Later that day, the six remaining members made it through what they named Separation Rapid. One man had to rescue Powell and two others after their boat capsized. They traveled on, and reached a Mormon hamlet two days later. They were back in the world.

The three men who’d left the expedition were never seen again. It’s believed they were killed by Indians, or perhaps by Mormon settlers suspicious of interlopers.

On September 1, 1869, the Powell brothers headed overland to St. George, Utah, and the four others took two boats varying distances farther down the river. The Colorado River Exploring Expedition ended with both a bang and a whimper.
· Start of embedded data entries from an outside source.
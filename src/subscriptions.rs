//! Change notifications for the shared memory core.
//!
//! Subscriptions are registered per agent, either on a single key or on a
//! whole namespace. Every write, delete, and revert fans out a
//! [`MemoryEvent`] to matching subscriptions over tokio broadcast channels.
//!
//! Fan-out is isolated per subscriber: a lagging receiver drops its own
//! events and a closed receiver is skipped, so one misbehaving subscriber
//! can never block the write path or its peers. Send failures are logged at
//! debug level and otherwise ignored.
use crate::error::{MemoryError, MemoryResult};
use crate::types::FullKey;
use chrono::{DateTime, Utc};
use dashmap::DashMap;
use serde::{Deserialize, Serialize};
use serde_json::Value as JsonValue;
use std::sync::atomic::{AtomicU64, Ordering};
use tokio::sync::broadcast;

/// Default channel capacity for subscription broadcasts.
const DEFAULT_CHANNEL_CAPACITY: usize = 256;

/// Unique identifier for a subscription.
#[derive(Debug, Clone, Copy, PartialEq, Eq, Hash, Serialize, Deserialize)]
pub struct SubscriptionId(pub u64);

impl std::fmt::Display for SubscriptionId {
    fn fmt(&self, f: &mut std::fmt::Formatter<'_>) -> std::fmt::Result {
        write!(f, "sub-{}", self.0)
    }
}

/// The kind of memory change that occurred.
#[derive(Debug, Clone, Copy, PartialEq, Eq, Serialize, Deserialize)]
#[serde(rename_all = "snake_case")]
pub enum MemoryEventKind {
    /// A value was written
    Write,
    /// An entry was deleted
    Delete,
    /// A historical value was restored as the current value
    Revert,
}

/// A change notification delivered to subscribers.
#[derive(Debug, Clone, Serialize, Deserialize)]
pub struct MemoryEvent {
    /// What happened
    pub kind: MemoryEventKind,
    /// The namespace affected
    pub namespace: String,
    /// The key affected
    pub key: String,
    /// The new value (None for deletes)
    pub value: Option<JsonValue>,
    /// The previous value (None for first writes)
    pub previous: Option<JsonValue>,
    /// The agent that performed the change
    pub agent_id: String,
    /// When the change completed
    pub timestamp: DateTime<Utc>,
}

/// What a subscription listens to.
#[derive(Debug, Clone, PartialEq, Eq, Serialize, Deserialize)]
pub enum SubscriptionScope {
    /// A single key within a namespace
    Key {
        /// The namespace
        namespace: String,
        /// The key
        key: String,
    },
    /// Every key in a namespace
    Namespace {
        /// The namespace
        namespace: String,
    },
}

impl SubscriptionScope {
    /// Check whether an event falls inside this scope.
    pub fn matches(&self, event: &MemoryEvent) -> bool {
        match self {
            Self::Key { namespace, key } => &event.namespace == namespace && &event.key == key,
            Self::Namespace { namespace } => &event.namespace == namespace,
        }
    }
}

/// Information about an active subscription.
#[derive(Debug, Clone, Serialize, Deserialize)]
pub struct SubscriptionInfo {
    /// The subscription id
    pub id: SubscriptionId,
    /// The subscribing agent
    pub agent_id: String,
    /// What the subscription listens to
    pub scope: SubscriptionScope,
    /// When the subscription was created
    pub created_at: DateTime<Utc>,
    /// Number of events delivered so far
    pub events_delivered: u64,
}

/// Internal subscription state.
struct SubscriptionState {
    agent_id: String,
    scope: SubscriptionScope,
    sender: broadcast::Sender<MemoryEvent>,
    created_at: DateTime<Utc>,
    events_delivered: AtomicU64,
}

/// Manager for memory-change subscriptions.
pub struct SubscriptionManager {
    subscriptions: DashMap<SubscriptionId, SubscriptionState>,
    next_id: AtomicU64,
    channel_capacity: usize,
}

impl SubscriptionManager {
    /// Create a new subscription manager.
    pub fn new() -> Self {
        Self::with_capacity(DEFAULT_CHANNEL_CAPACITY)
    }

    /// Create a manager with a custom broadcast channel capacity.
    pub fn with_capacity(capacity: usize) -> Self {
        Self {
            subscriptions: DashMap::new(),
            next_id: AtomicU64::new(1),
            channel_capacity: capacity,
        }
    }

    /// Register a subscription for an agent.
    ///
    /// Returns the subscription id and a receiver for events.
    pub fn subscribe(
        &self,
        agent_id: impl Into<String>,
        scope: SubscriptionScope,
    ) -> (SubscriptionId, broadcast::Receiver<MemoryEvent>) {
        let id = SubscriptionId(self.next_id.fetch_add(1, Ordering::SeqCst));
        let (sender, receiver) = broadcast::channel(self.channel_capacity);

        self.subscriptions.insert(
            id,
            SubscriptionState {
                agent_id: agent_id.into(),
                scope,
                sender,
                created_at: Utc::now(),
                events_delivered: AtomicU64::new(0),
            },
        );

        (id, receiver)
    }

    /// Get a new receiver for an existing subscription.
    pub fn receiver(&self, id: SubscriptionId) -> Option<broadcast::Receiver<MemoryEvent>> {
        self.subscriptions
            .get(&id)
            .map(|state| state.sender.subscribe())
    }

    /// Remove a subscription.
    ///
    /// Returns its info so the caller can deregister the agent from the
    /// entry's subscriber list.
    pub fn unsubscribe(&self, id: SubscriptionId) -> MemoryResult<SubscriptionInfo> {
        let (_, state) = self
            .subscriptions
            .remove(&id)
            .ok_or(MemoryError::SubscriptionNotFound(id.0))?;

        Ok(SubscriptionInfo {
            id,
            agent_id: state.agent_id,
            scope: state.scope,
            created_at: state.created_at,
            events_delivered: state.events_delivered.load(Ordering::Relaxed),
        })
    }

    /// Find subscription ids for an agent on a specific key.
    pub fn find_key_subscriptions(&self, agent_id: &str, full_key: &FullKey) -> Vec<SubscriptionId> {
        self.subscriptions
            .iter()
            .filter(|entry| {
                let state = entry.value();
                state.agent_id == agent_id
                    && state.scope
                        == SubscriptionScope::Key {
                            namespace: full_key.namespace.clone(),
                            key: full_key.key.clone(),
                        }
            })
            .map(|entry| *entry.key())
            .collect()
    }

    /// List all active subscriptions.
    pub fn list(&self) -> Vec<SubscriptionInfo> {
        self.subscriptions
            .iter()
            .map(|entry| SubscriptionInfo {
                id: *entry.key(),
                agent_id: entry.value().agent_id.clone(),
                scope: entry.value().scope.clone(),
                created_at: entry.value().created_at,
                events_delivered: entry.value().events_delivered.load(Ordering::Relaxed),
            })
            .collect()
    }

    /// Number of active subscriptions.
    pub fn count(&self) -> usize {
        self.subscriptions.len()
    }

    /// Fan an event out to every matching subscription.
    pub fn notify(&self, event: MemoryEvent) {
        for entry in self.subscriptions.iter() {
            let state = entry.value();
            if !state.scope.matches(&event) {
                continue;
            }
            match state.sender.send(event.clone()) {
                Ok(_) => {
                    state.events_delivered.fetch_add(1, Ordering::Relaxed);
                }
                Err(_) => {
                    // Receiver dropped. Harmless: the subscription will be
                    // cleaned up when the owner unsubscribes.
                    tracing::debug!(
                        subscription = %entry.key(),
                        agent_id = %state.agent_id,
                        "subscriber receiver dropped, event discarded"
                    );
                }
            }
        }
    }
}

impl Default for SubscriptionManager {
    fn default() -> Self {
        Self::new()
    }
}
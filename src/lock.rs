//! Cooperative per-key locks for the shared memory write path.
//!
//! Writes to a single key are serialized by acquiring its lock before the
//! critical section. Acquisition is optimistic: try, and on contention back
//! off with jittered exponential delays for a bounded number of attempts.
//!
//! Two properties matter here:
//!
//! - Acquisition goes through the `DashMap` entry API, so the check and the
//!   set are one atomic step. There is no check-then-set window even under
//!   true parallelism.
//! - A lock held longer than the watchdog TTL is treated as abandoned and
//!   stolen by the next acquirer, so a stuck holder can never deadlock a key
//!   permanently.
//!
//! Release is RAII: the guard removes the lock on drop, success or failure.
use crate::config::LockConfig;
use crate::error::{MemoryError, MemoryResult};
use dashmap::mapref::entry::Entry;
use dashmap::DashMap;
use rand::Rng;
use std::sync::atomic::{AtomicU64, Ordering};
use std::sync::Arc;
use std::time::{Duration, Instant};

/// State recorded for a held lock.
#[derive(Debug)]
struct Holder {
    /// The agent that acquired the lock, for diagnostics
    agent_id: String,
    /// When the lock was acquired, for the watchdog
    acquired_at: Instant,
    /// Unique token for this acquisition; release only removes the lock if
    /// the token still matches, so a stolen-and-reacquired lock is never
    /// released by the original holder's guard
    token: u64,
}

/// Registry of per-key locks.
#[derive(Debug)]
pub struct KeyLocks {
    held: Arc<DashMap<String, Holder>>,
    next_token: AtomicU64,
    config: LockConfig,
}

impl KeyLocks {
    /// Create a new lock registry.
    pub fn new(config: LockConfig) -> Self {
        Self {
            held: Arc::new(DashMap::new()),
            next_token: AtomicU64::new(1),
            config,
        }
    }

    /// Acquire the lock for a key, retrying with jittered backoff.
    ///
    /// Returns a guard that releases the lock on drop, or
    /// [`MemoryError::LockTimeout`] once the attempt budget is spent.
    pub async fn acquire(&self, full_key: &str, agent_id: &str) -> MemoryResult<LockGuard> {
        for attempt in 0..self.config.max_attempts {
            if let Some(guard) = self.try_acquire(full_key, agent_id) {
                return Ok(guard);
            }

            if attempt + 1 < self.config.max_attempts {
                let delay = self.backoff_delay(attempt);
                tracing::debug!(
                    full_key,
                    agent_id,
                    attempt,
                    delay_ms = delay.as_millis() as u64,
                    "lock contended, backing off"
                );
                tokio::time::sleep(delay).await;
            }
        }

        Err(MemoryError::LockTimeout {
            full_key: full_key.to_string(),
            attempts: self.config.max_attempts,
        })
    }

    /// Try to acquire the lock without waiting.
    ///
    /// Steals the lock if the current holder has exceeded the watchdog TTL.
    pub fn try_acquire(&self, full_key: &str, agent_id: &str) -> Option<LockGuard> {
        let token = self.next_token.fetch_add(1, Ordering::SeqCst);
        let holder = Holder {
            agent_id: agent_id.to_string(),
            acquired_at: Instant::now(),
            token,
        };

        match self.held.entry(full_key.to_string()) {
            Entry::Vacant(vacant) => {
                vacant.insert(holder);
            }
            Entry::Occupied(mut occupied) => {
                let current = occupied.get();
                if current.acquired_at.elapsed() < self.config.watchdog_ttl {
                    return None;
                }
                tracing::warn!(
                    full_key,
                    stale_holder = %current.agent_id,
                    held_ms = current.acquired_at.elapsed().as_millis() as u64,
                    new_holder = agent_id,
                    "watchdog force-released stale lock"
                );
                occupied.insert(holder);
            }
        }

        Some(LockGuard {
            held: Arc::clone(&self.held),
            full_key: full_key.to_string(),
            token,
        })
    }

    /// Whether the key is currently locked.
    pub fn is_locked(&self, full_key: &str) -> bool {
        self.held.contains_key(full_key)
    }

    /// Number of locks currently held.
    pub fn held_count(&self) -> usize {
        self.held.len()
    }

    /// Exponential backoff with jitter, capped at the configured maximum.
    fn backoff_delay(&self, attempt: u32) -> Duration {
        let base_ms = self.config.base_delay.as_millis() as u64;
        let cap_ms = self.config.max_delay.as_millis() as u64;
        let exp_ms = base_ms
            .saturating_mul(1u64 << attempt.min(16))
            .min(cap_ms.max(1));
        let jitter_ms = rand::thread_rng().gen_range(0..=exp_ms / 2);
        Duration::from_millis(exp_ms + jitter_ms)
    }
}

/// RAII guard for a held per-key lock.
///
/// Dropping the guard releases the lock. If the watchdog stole the lock in
/// the meantime, the drop is a no-op.
#[derive(Debug)]
pub struct LockGuard {
    held: Arc<DashMap<String, Holder>>,
    full_key: String,
    token: u64,
}

impl LockGuard {
    /// The canonical key this guard protects.
    pub fn full_key(&self) -> &str {
        &self.full_key
    }
}

impl Drop for LockGuard {
    fn drop(&mut self) {
        self.held
            .remove_if(&self.full_key, |_, holder| holder.token == self.token);
    }
}
//! Per-meeting analysis state layered on the shared memory core.
//!
//! The repository is a thin, typed view over three namespaces:
//!
//! - `meeting_state`: one [`MeetingState`] per meeting
//! - `transcripts`: the accumulated [`TranscriptSegment`] list per meeting
//! - `analysis_results`: progress and per-analysis-type results
//!
//! Everything read-modify-write (status transitions, transcript appends,
//! progress updates) goes through `atomic_update`, so concurrent writers
//! never lose each other's changes. Plain lookups read lock-free like any
//! other memory consumer.
use crate::error::MemoryResult;
use crate::memory::SharedMemory;
use chrono::{DateTime, Utc};
use serde::{Deserialize, Serialize};
use serde_json::{json, Value as JsonValue};

/// Namespace holding one state record per meeting.
pub const NS_MEETING_STATE: &str = "meeting_state";
/// Namespace holding the transcript segment list per meeting.
pub const NS_TRANSCRIPTS: &str = "transcripts";
/// Namespace holding analysis progress and results.
pub const NS_ANALYSIS_RESULTS: &str = "analysis_results";

/// Lifecycle of a meeting analysis session.
#[derive(Debug, Clone, Copy, PartialEq, Eq, Serialize, Deserialize)]
#[serde(rename_all = "snake_case")]
pub enum MeetingStatus {
    /// Created but analysis has not started
    Created,
    /// Analysis is running
    InProgress,
    /// Analysis finished successfully
    Completed,
    /// Analysis aborted
    Failed,
}

/// State record for one meeting.
#[derive(Debug, Clone, Serialize, Deserialize)]
pub struct MeetingState {
    /// The meeting this record belongs to
    pub meeting_id: String,
    /// Current lifecycle status
    pub status: MeetingStatus,
    /// When the meeting session was created
    pub started_at: DateTime<Utc>,
    /// When the record was last changed
    pub updated_at: DateTime<Utc>,
}

/// One utterance in a meeting transcript.
#[derive(Debug, Clone, PartialEq, Serialize, Deserialize)]
pub struct TranscriptSegment {
    /// Who spoke
    pub speaker: String,
    /// What was said
    pub text: String,
    /// When it was said
    pub timestamp: DateTime<Utc>,
}

/// Progress of an analysis run.
#[derive(Debug, Clone, PartialEq, Serialize, Deserialize)]
pub struct AnalysisProgress {
    /// The phase currently running (e.g., "summarization")
    pub phase: String,
    /// Completion in percent, 0 to 100
    pub percent_complete: f64,
}

/// Typed repository for meeting analysis state.
#[derive(Debug, Clone)]
pub struct StateRepository {
    memory: SharedMemory,
    agent_id: String,
}

impl StateRepository {
    /// Create a repository writing under the given agent id.
    pub fn new(memory: SharedMemory, agent_id: impl Into<String>) -> Self {
        Self {
            memory,
            agent_id: agent_id.into(),
        }
    }

    /// The shared memory this repository is layered on.
    pub fn memory(&self) -> &SharedMemory {
        &self.memory
    }

    /// Create a meeting in the `Created` state.
    ///
    /// Overwrites any existing record for the meeting id; the previous
    /// record stays in the key's version history.
    pub async fn create_meeting(&self, meeting_id: &str) -> MemoryResult<MeetingState> {
        let now = Utc::now();
        let state = MeetingState {
            meeting_id: meeting_id.to_string(),
            status: MeetingStatus::Created,
            started_at: now,
            updated_at: now,
        };

        self.memory
            .write(NS_MEETING_STATE, meeting_id, &state, &self.agent_id)
            .await?;
        Ok(state)
    }

    /// Get a meeting's state, if it exists.
    pub async fn get_meeting(&self, meeting_id: &str) -> MemoryResult<Option<MeetingState>> {
        let value = self
            .memory
            .read(NS_MEETING_STATE, meeting_id, &self.agent_id)
            .await?;
        match value {
            Some(value) => Ok(Some(serde_json::from_value(value)?)),
            None => Ok(None),
        }
    }

    /// Transition a meeting to a new status.
    ///
    /// Runs as an atomic update so two concurrent transitions cannot lose
    /// each other. A transition on an unknown meeting creates the record in
    /// the requested status.
    pub async fn set_status(
        &self,
        meeting_id: &str,
        status: MeetingStatus,
    ) -> MemoryResult<MeetingState> {
        let meeting_id = meeting_id.to_string();
        let written = self
            .memory
            .atomic_update(NS_MEETING_STATE, &meeting_id, &self.agent_id, |current| {
                let now = Utc::now();
                let mut state = current
                    .cloned()
                    .and_then(|v| serde_json::from_value::<MeetingState>(v).ok())
                    .unwrap_or(MeetingState {
                        meeting_id: meeting_id.clone(),
                        status,
                        started_at: now,
                        updated_at: now,
                    });
                state.status = status;
                state.updated_at = now;
                json!(state)
            })
            .await?;
        Ok(serde_json::from_value(written)?)
    }

    /// Append a segment to a meeting's transcript.
    ///
    /// Returns the transcript length after the append.
    pub async fn append_transcript(
        &self,
        meeting_id: &str,
        segment: TranscriptSegment,
    ) -> MemoryResult<usize> {
        let segment = json!(segment);
        let written = self
            .memory
            .atomic_update(NS_TRANSCRIPTS, meeting_id, &self.agent_id, move |current| {
                let mut segments = current
                    .and_then(|v| v.as_array().cloned())
                    .unwrap_or_default();
                segments.push(segment.clone());
                JsonValue::Array(segments)
            })
            .await?;

        Ok(written.as_array().map(|a| a.len()).unwrap_or(0))
    }

    /// The full transcript for a meeting, oldest segment first.
    pub async fn get_transcript(
        &self,
        meeting_id: &str,
    ) -> MemoryResult<Vec<TranscriptSegment>> {
        let value = self
            .memory
            .read(NS_TRANSCRIPTS, meeting_id, &self.agent_id)
            .await?;
        match value {
            Some(value) => Ok(serde_json::from_value(value)?),
            None => Ok(Vec::new()),
        }
    }

    /// Record analysis progress for a meeting.
    ///
    /// Lost-update safe: concurrent progress reports each land as their own
    /// version.
    pub async fn update_progress(
        &self,
        meeting_id: &str,
        progress: AnalysisProgress,
    ) -> MemoryResult<()> {
        let progress = json!(progress);
        self.memory
            .atomic_update(
                NS_ANALYSIS_RESULTS,
                progress_key(meeting_id),
                &self.agent_id,
                move |_| progress.clone(),
            )
            .await?;
        Ok(())
    }

    /// Current analysis progress for a meeting, if any was reported.
    pub async fn get_progress(
        &self,
        meeting_id: &str,
    ) -> MemoryResult<Option<AnalysisProgress>> {
        let value = self
            .memory
            .read(NS_ANALYSIS_RESULTS, progress_key(meeting_id), &self.agent_id)
            .await?;
        match value {
            Some(value) => Ok(Some(serde_json::from_value(value)?)),
            None => Ok(None),
        }
    }

    /// Store a result for one analysis type (e.g., "summary", "sentiment").
    pub async fn store_result(
        &self,
        meeting_id: &str,
        analysis_type: &str,
        result: JsonValue,
    ) -> MemoryResult<()> {
        self.memory
            .write(
                NS_ANALYSIS_RESULTS,
                result_key(meeting_id, analysis_type),
                result,
                &self.agent_id,
            )
            .await?;
        Ok(())
    }

    /// Fetch a stored analysis result.
    pub async fn get_result(
        &self,
        meeting_id: &str,
        analysis_type: &str,
    ) -> MemoryResult<Option<JsonValue>> {
        self.memory
            .read(
                NS_ANALYSIS_RESULTS,
                result_key(meeting_id, analysis_type),
                &self.agent_id,
            )
            .await
    }

    /// Ids of meetings that are created or in progress, sorted.
    pub async fn list_active_meetings(&self) -> MemoryResult<Vec<String>> {
        let mut active = Vec::new();
        for key in self.memory.list_keys(NS_MEETING_STATE).await {
            let Some(value) = self
                .memory
                .read(NS_MEETING_STATE, &key, &self.agent_id)
                .await?
            else {
                continue;
            };
            let state: MeetingState = serde_json::from_value(value)?;
            if matches!(
                state.status,
                MeetingStatus::Created | MeetingStatus::InProgress
            ) {
                active.push(state.meeting_id);
            }
        }
        active.sort();
        Ok(active)
    }
}

fn progress_key(meeting_id: &str) -> String {
    format!("{meeting_id}/progress")
}

fn result_key(meeting_id: &str, analysis_type: &str) -> String {
    format!("{meeting_id}/{analysis_type}")
}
The surviving members of the expedition never reunited. There is no photograph of them together. Little equipment remained when the trip was over, and most of the rocks, fossils and Indian artifacts Powell collected were lost in capsizes. None of the boats survived, and although their design is known–they were based on Whitehall rowboats–no photographs of them exist, either.

The expedition, however, lived on in the accounts and memories of its leader and crew. In addition to Powell, two men kept journals of the trip while it was underway, and two others wrote accounts early in the 20th Century when they were old men. It’s a good guess it changed all their lives.

Powell paid them a touching and rhapsodic tribute in the preface of his 1895 account.

Many years have passed since the exploration, and those who were boys with me in the enterprise are–ah, most of them are dead, and the living are gray with age. Their bronzed, hardy, brave faces come before me as they appeared in the vigor of life; their lithe but powerful forms seem to move around me; and the memory of the men and their heroic deeds, the men and their generous acts, overwhelms me with a joy that seems almost a grief, for it starts a fountain of tears. I was a maimed man; my right arm was gone; and these brave men, these good men, never forgot it. In every danger my safety was their first care, and in every waking hour some kind service was rendered me, and they transfigured my misfortune into a boon.

To you [and here he named them all] my noble and generous companions, dead and alive, I dedicate this book.

Portrait of Powell (1889) by Edmund Clarence Messer in the National Portrait Gallery

Powell died on September 23, 1902, at the age of 68, at the Haven Colony in Brooklin, Maine–a summer retreat for wealthy Washingtonians, of which he’d been one for years. The house still stands.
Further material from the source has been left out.